How IT facilitates Independent Banks’ changing business needs
As part an Independent Bank with a growing paperless environment, McKowen’s IT team has been challenged to “improve business processes to streamline things to try to make it easier and quicker for our customers to transact with the business.”
To be able to provide customers access to their account at all hours, in addition to access to older information like check images, is a challenge that McKowen has embraced. It requires “data availability 24/7, internally and externally” and also means “keeping data online for a long time.”
Data Protection? “Nailed It.”
To overcome those challenges, McKowen decided to become an active/active data center, leveraging EMC VPLEX, RecoverPoint, Atmos in their virtual environment. Implementing these technologies meant their transformation “from a four-hour RPO, fifteen minute RTO to basically a zero downtime environment for the bank and [its] customers.”

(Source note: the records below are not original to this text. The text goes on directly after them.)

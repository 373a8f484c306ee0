use std::path::PathBuf;
use std::str::FromStr;

use crate::app_config::AppConfig;
use crate::ConfigError;

const DEFAULT_RETRY_STATUSES: &str = "429,500,502,503,504";
const DEFAULT_TITLE_FILTERS: &str = "editorial board";

/// Load application configuration from environment variables.
///
/// Calls `dotenvy::dotenv().ok()` to load `.env` files before reading env vars.
///
/// # Errors
///
/// Returns `ConfigError` if any value is present but invalid.
pub fn load_app_config() -> Result<AppConfig, ConfigError> {
    dotenvy::dotenv().ok();
    load_app_config_from_env()
}

/// Load application configuration from environment variables already in the process.
///
/// Unlike [`load_app_config`], this does NOT load `.env` files.
///
/// # Errors
///
/// Returns `ConfigError` if any value is present but invalid.
pub fn load_app_config_from_env() -> Result<AppConfig, ConfigError> {
    build_app_config(|key| std::env::var(key))
}

/// Build application configuration using the provided env-var lookup function.
///
/// Every variable has a default, so an empty environment yields a usable
/// configuration pointing at `sqlite://ednews.db`.
///
/// # Errors
///
/// Returns [`ConfigError::InvalidEnvVar`] when a value fails to parse or is
/// out of range.
pub fn build_app_config<F>(lookup: F) -> Result<AppConfig, ConfigError>
where
    F: Fn(&str) -> Result<String, std::env::VarError>,
{
    let or_default = |var: &str, default: &str| -> String {
        lookup(var).unwrap_or_else(|_| default.to_string())
    };

    let optional = |var: &str| -> Option<String> {
        lookup(var)
            .ok()
            .map(|v| v.trim().to_string())
            .filter(|v| !v.is_empty())
    };

    let parse_u32 = |var: &str, default: &str| -> Result<u32, ConfigError> {
        parse_number(var, &or_default(var, default))
    };

    let parse_u64 = |var: &str, default: &str| -> Result<u64, ConfigError> {
        parse_number(var, &or_default(var, default))
    };

    let parse_positive_usize = |var: &str, default: &str| -> Result<usize, ConfigError> {
        let value: usize = parse_number(var, &or_default(var, default))?;
        if value == 0 {
            return Err(ConfigError::InvalidEnvVar {
                var: var.to_string(),
                reason: "must be at least 1".to_string(),
            });
        }
        Ok(value)
    };

    let database_url = or_default("EDNEWS_DATABASE_URL", "sqlite://ednews.db");
    let log_level = or_default("EDNEWS_LOG_LEVEL", "info");
    let research_config_path =
        PathBuf::from(or_default("EDNEWS_RESEARCH_CONFIG", "research.json"));
    let news_config_path = PathBuf::from(or_default("EDNEWS_NEWS_CONFIG", "news.json"));
    let user_agent = or_default("EDNEWS_USER_AGENT", "ed-news-fetcher/1.0");

    let fetch_timeout_secs = parse_u64("EDNEWS_FETCH_TIMEOUT_SECS", "20")?;
    let fetch_max_concurrent = parse_positive_usize("EDNEWS_FETCH_MAX_CONCURRENT", "8")?;

    let db_max_connections = parse_u32("EDNEWS_DB_MAX_CONNECTIONS", "4")?;
    let db_acquire_timeout_secs = parse_u64("EDNEWS_DB_ACQUIRE_TIMEOUT_SECS", "10")?;

    let crossref_base_url = or_default("EDNEWS_CROSSREF_BASE_URL", "https://api.crossref.org");
    let crossref_connect_timeout_secs = parse_u64("EDNEWS_CROSSREF_CONNECT_TIMEOUT_SECS", "5")?;
    let crossref_timeout_secs = parse_u64("EDNEWS_CROSSREF_TIMEOUT_SECS", "30")?;
    let crossref_max_retries = parse_u32("EDNEWS_CROSSREF_MAX_RETRIES", "3")?;
    let crossref_backoff_ms = parse_u64("EDNEWS_CROSSREF_BACKOFF_MS", "300")?;
    let crossref_retry_statuses = parse_status_list(
        "EDNEWS_CROSSREF_RETRY_STATUSES",
        &or_default("EDNEWS_CROSSREF_RETRY_STATUSES", DEFAULT_RETRY_STATUSES),
    )?;
    let crossref_mailto = optional("EDNEWS_CROSSREF_MAILTO");

    let embed_url = optional("EDNEWS_EMBED_URL");
    let embed_model = or_default("EDNEWS_EMBED_MODEL", "nomic-embed-text-v1.5");
    let embed_dims = parse_positive_usize("EDNEWS_EMBED_DIMS", "768")?;
    let embed_batch_size = parse_positive_usize("EDNEWS_EMBED_BATCH_SIZE", "64")?;

    let title_filters = parse_title_filters(&or_default(
        "EDNEWS_TITLE_FILTERS",
        DEFAULT_TITLE_FILTERS,
    ));

    Ok(AppConfig {
        database_url,
        log_level,
        research_config_path,
        news_config_path,
        user_agent,
        fetch_timeout_secs,
        fetch_max_concurrent,
        db_max_connections,
        db_acquire_timeout_secs,
        crossref_base_url,
        crossref_connect_timeout_secs,
        crossref_timeout_secs,
        crossref_max_retries,
        crossref_backoff_ms,
        crossref_retry_statuses,
        crossref_mailto,
        embed_url,
        embed_model,
        embed_dims,
        embed_batch_size,
        title_filters,
    })
}

fn parse_number<T>(var: &str, raw: &str) -> Result<T, ConfigError>
where
    T: FromStr,
    T::Err: std::fmt::Display,
{
    raw.trim()
        .parse::<T>()
        .map_err(|e| ConfigError::InvalidEnvVar {
            var: var.to_string(),
            reason: e.to_string(),
        })
}

/// Parse a comma-separated list of HTTP status codes (`"429,500"`).
fn parse_status_list(var: &str, raw: &str) -> Result<Vec<u16>, ConfigError> {
    let mut statuses = Vec::new();
    for part in raw.split(',').map(str::trim).filter(|p| !p.is_empty()) {
        let code: u16 = parse_number(var, part)?;
        if !(100..=599).contains(&code) {
            return Err(ConfigError::InvalidEnvVar {
                var: var.to_string(),
                reason: format!("{code} is not an HTTP status code"),
            });
        }
        if !statuses.contains(&code) {
            statuses.push(code);
        }
    }
    Ok(statuses)
}

/// Comma-separated, trimmed, lowercased. Empty entries are dropped.
fn parse_title_filters(raw: &str) -> Vec<String> {
    raw.split(',')
        .map(|f| f.trim().to_lowercase())
        .filter(|f| !f.is_empty())
        .collect()
}

#[cfg(test)]
#[path = "config_test.rs"]
mod tests;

Although VPLEX is the primary product Independent Bank uses to protect data and meet its RPOs and RTOs, McKowen also added that behind VPLEX, “Atmos is sitting behind for the archive data, so it’s object-oriented. We have multiple Atmos in our environment, so for the stale content that the customers may need to reference, such as check images, they’re going to come in and hit Atmos for that 0 – 90 day file data, that’s going to be on the Vplex.”
When it comes to tiers, divide and conquer
On of McKowen’s most complex tasks was to align “the expense to the business with the requirement to the business.” For Independent Bank, one of the key features of their storage system had to be “near instantaneous recovery for business-critical applications.”

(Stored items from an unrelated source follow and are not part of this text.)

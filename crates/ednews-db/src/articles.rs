//! Database operations for the `articles` table.

use ednews_core::title_is_filtered;
use sqlx::SqlitePool;

use crate::{now_rfc3339, DbError};

// ---------------------------------------------------------------------------
// Row types
// ---------------------------------------------------------------------------

/// A row from the `articles` table.
#[derive(Debug, Clone, sqlx::FromRow)]
pub struct ArticleRow {
    pub id: i64,
    pub doi: String,
    pub title: Option<String>,
    pub authors: Option<String>,
    pub abstract_text: Option<String>,
    pub crossref_raw: Option<String>,
    pub feed_id: Option<String>,
    pub publication_id: Option<String>,
    pub issn: Option<String>,
    pub published: Option<String>,
    pub fetched_at: Option<String>,
}

/// Values for [`upsert_article`].
#[derive(Debug, Clone, Default)]
pub struct ArticleUpsert {
    pub doi: String,
    pub title: Option<String>,
    pub authors: Option<String>,
    pub abstract_text: Option<String>,
    pub crossref_raw: Option<String>,
    pub feed_id: Option<String>,
    pub publication_id: Option<String>,
    pub issn: Option<String>,
    pub published: Option<String>,
}

const ARTICLE_COLUMNS: &str = "id, doi, title, authors, abstract AS abstract_text, crossref_raw, \
     feed_id, publication_id, issn, published, fetched_at";

// ---------------------------------------------------------------------------
// Writes
// ---------------------------------------------------------------------------

/// Insert or refresh the article for `article.doi`.
///
/// On a DOI conflict `title`, `authors`, `abstract` and `fetched_at` take the
/// new values; `crossref_raw`, `feed_id`, `publication_id`, `issn` and
/// `published` keep the stored value when the new one is `None`. Returns
/// `false` without touching the database when the DOI is blank or the title
/// is filtered.
///
/// # Errors
///
/// Returns [`DbError::Sqlx`] if the upsert fails.
pub async fn upsert_article(
    pool: &SqlitePool,
    article: &ArticleUpsert,
    title_filters: &[String],
) -> Result<bool, DbError> {
    let doi = article.doi.trim();
    if doi.is_empty() {
        return Ok(false);
    }
    if title_is_filtered(article.title.as_deref(), title_filters) {
        tracing::info!(doi, title = ?article.title, "skipping filtered article title");
        return Ok(false);
    }

    let result = sqlx::query(
        "INSERT INTO articles \
             (doi, title, authors, abstract, crossref_raw, feed_id, publication_id, issn, \
              published, fetched_at) \
         VALUES (?, ?, ?, ?, ?, ?, ?, ?, ?, ?) \
         ON CONFLICT(doi) DO UPDATE SET \
             title = excluded.title, \
             authors = excluded.authors, \
             abstract = excluded.abstract, \
             fetched_at = excluded.fetched_at, \
             crossref_raw = COALESCE(excluded.crossref_raw, articles.crossref_raw), \
             feed_id = COALESCE(excluded.feed_id, articles.feed_id), \
             publication_id = COALESCE(excluded.publication_id, articles.publication_id), \
             issn = COALESCE(excluded.issn, articles.issn), \
             published = COALESCE(excluded.published, articles.published)",
    )
    .bind(doi)
    .bind(article.title.as_deref())
    .bind(article.authors.as_deref())
    .bind(article.abstract_text.as_deref())
    .bind(article.crossref_raw.as_deref())
    .bind(article.feed_id.as_deref())
    .bind(article.publication_id.as_deref())
    .bind(article.issn.as_deref())
    .bind(article.published.as_deref().filter(|p| !p.is_empty()))
    .bind(now_rfc3339())
    .execute(pool)
    .await?;

    Ok(result.rows_affected() > 0)
}

/// Create a placeholder article for `doi` if none exists yet.
///
/// Returns `true` only when a row was created. Placeholders that never get
/// enriched are removed by [`crate::cleanup_empty_articles`].
///
/// # Errors
///
/// Returns [`DbError::Sqlx`] if the insert fails.
pub async fn ensure_article(
    pool: &SqlitePool,
    doi: &str,
    title: Option<&str>,
    feed_id: Option<&str>,
    publication_id: Option<&str>,
    issn: Option<&str>,
) -> Result<bool, DbError> {
    let doi = doi.trim();
    if doi.is_empty() {
        return Ok(false);
    }

    let result = sqlx::query(
        "INSERT INTO articles (doi, title, feed_id, publication_id, issn, fetched_at) \
         VALUES (?, ?, ?, ?, ?, ?) \
         ON CONFLICT(doi) DO NOTHING",
    )
    .bind(doi)
    .bind(title)
    .bind(feed_id)
    .bind(publication_id)
    .bind(issn)
    .bind(now_rfc3339())
    .execute(pool)
    .await?;

    Ok(result.rows_affected() > 0)
}

/// Set `doi` on an item and copy the article's publication date onto it.
///
/// The date copy is skipped when it would collide with another item under
/// the `(guid, link, title, published)` constraint.
///
/// # Errors
///
/// Returns [`DbError::NotFound`] if no item has `item_id`, or
/// [`DbError::Sqlx`] if an update fails.
pub async fn attach_doi_to_item(pool: &SqlitePool, item_id: i64, doi: &str) -> Result<(), DbError> {
    let mut tx = pool.begin().await?;

    let result = sqlx::query("UPDATE items SET doi = ? WHERE id = ?")
        .bind(doi)
        .bind(item_id)
        .execute(&mut *tx)
        .await?;
    if result.rows_affected() == 0 {
        return Err(DbError::NotFound);
    }

    sqlx::query(
        "UPDATE OR IGNORE items \
         SET published = ( \
             SELECT a.published FROM articles a \
             WHERE a.doi = ? AND COALESCE(a.published, '') != '') \
         WHERE id = ? \
           AND EXISTS ( \
             SELECT 1 FROM articles a \
             WHERE a.doi = ? AND COALESCE(a.published, '') != '')",
    )
    .bind(doi)
    .bind(item_id)
    .bind(doi)
    .execute(&mut *tx)
    .await?;

    tx.commit().await?;
    Ok(())
}

// ---------------------------------------------------------------------------
// Reads
// ---------------------------------------------------------------------------

/// Whether an article with this DOI is stored.
///
/// # Errors
///
/// Returns [`DbError::Sqlx`] if the query fails.
pub async fn article_exists(pool: &SqlitePool, doi: &str) -> Result<bool, DbError> {
    let exists: bool = sqlx::query_scalar("SELECT COUNT(*) > 0 FROM articles WHERE doi = ?")
        .bind(doi.trim())
        .fetch_one(pool)
        .await?;
    Ok(exists)
}

/// Return the article for `doi`, or `None` if none exists.
///
/// # Errors
///
/// Returns [`DbError::Sqlx`] if the query fails.
pub async fn get_article_by_doi(pool: &SqlitePool, doi: &str) -> Result<Option<ArticleRow>, DbError> {
    let row = sqlx::query_as::<_, ArticleRow>(&format!(
        "SELECT {ARTICLE_COLUMNS} FROM articles WHERE doi = ? LIMIT 1"
    ))
    .bind(doi.trim())
    .fetch_optional(pool)
    .await?;

    Ok(row)
}

/// Most recently fetched article whose title matches `title` exactly,
/// ignoring case and surrounding whitespace.
///
/// # Errors
///
/// Returns [`DbError::Sqlx`] if the query fails.
pub async fn get_article_by_title(
    pool: &SqlitePool,
    title: &str,
) -> Result<Option<ArticleRow>, DbError> {
    let title = title.trim();
    if title.is_empty() {
        return Ok(None);
    }
    let row = sqlx::query_as::<_, ArticleRow>(&format!(
        "SELECT {ARTICLE_COLUMNS} FROM articles \
         WHERE LOWER(TRIM(title)) = LOWER(?) \
         ORDER BY fetched_at DESC, id DESC \
         LIMIT 1"
    ))
    .bind(title)
    .fetch_optional(pool)
    .await?;

    Ok(row)
}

McKowen decided to separate his system based on what makes the most sense for the bank for two reasons: cost and the ability to provide services. Gaining a comprehensive understanding of the business’ needs by clearly communicating was essential to the decision making process: “specifically, that if they were without this application in these time frames, could they still continue business without suffering?” The end result left Independent Bank with a two-tier system:
Tier 1: High-priority data is stored on tier one on a VPLEX. This includes “files associated with customer-facing points: check imaging, the ability to transact with checks coming into the bank, and mortgage processing — all of those critical business applications that have data associated with them.” Tier 1 also has to include some essential back-end, business-facing applications that keep the bank running.
Tier 2: Housing information that is “not critical, not priority” on Recoverpoint, tier two data are “not customer-facing, they’re not going to drive a business process that absolutely has to be there in that four-hour window.”